**PROBLEM DETAILS:** From the entries that follow, gather each line holding the word "keychain".

**EXTRACTED DATA:**

=== Section Start ===

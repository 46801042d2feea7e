use crate::models::{Level, Ratings, CRITERIA};

/// Sum of the five rating weights. Always in 5..=15.
pub fn total_score(ratings: &Ratings) -> u32 {
    CRITERIA.iter().map(|c| ratings.get(*c).weight()).sum()
}

/// Maps a total score to the estimated level.
///
/// Boundary totals 6, 10 and 12 belong to the lower band.
pub fn classify_level(total: u32) -> Level {
    match total {
        0..=6 => Level::A1,
        7..=10 => Level::A2,
        11..=12 => Level::B1,
        _ => Level::B2OrHigher,
    }
}
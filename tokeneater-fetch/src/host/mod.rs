//! Host APIs used by the fetch layer.
//!
//! - [`keychain`] - Read access to the system keychain
//! - [`http`] - HTTP client with tracing and SOCKS proxy support

pub mod http;
pub mod keychain;

pub use http::{HttpClient, HttpClientBuilder};
pub use keychain::{KeychainApi, SystemKeychain};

=== Section End ===

**TASK RESPONSE:**
//! - [`keychain`] - Read access to the system keychain
pub mod keychain;
pub use keychain::{KeychainApi, SystemKeychain};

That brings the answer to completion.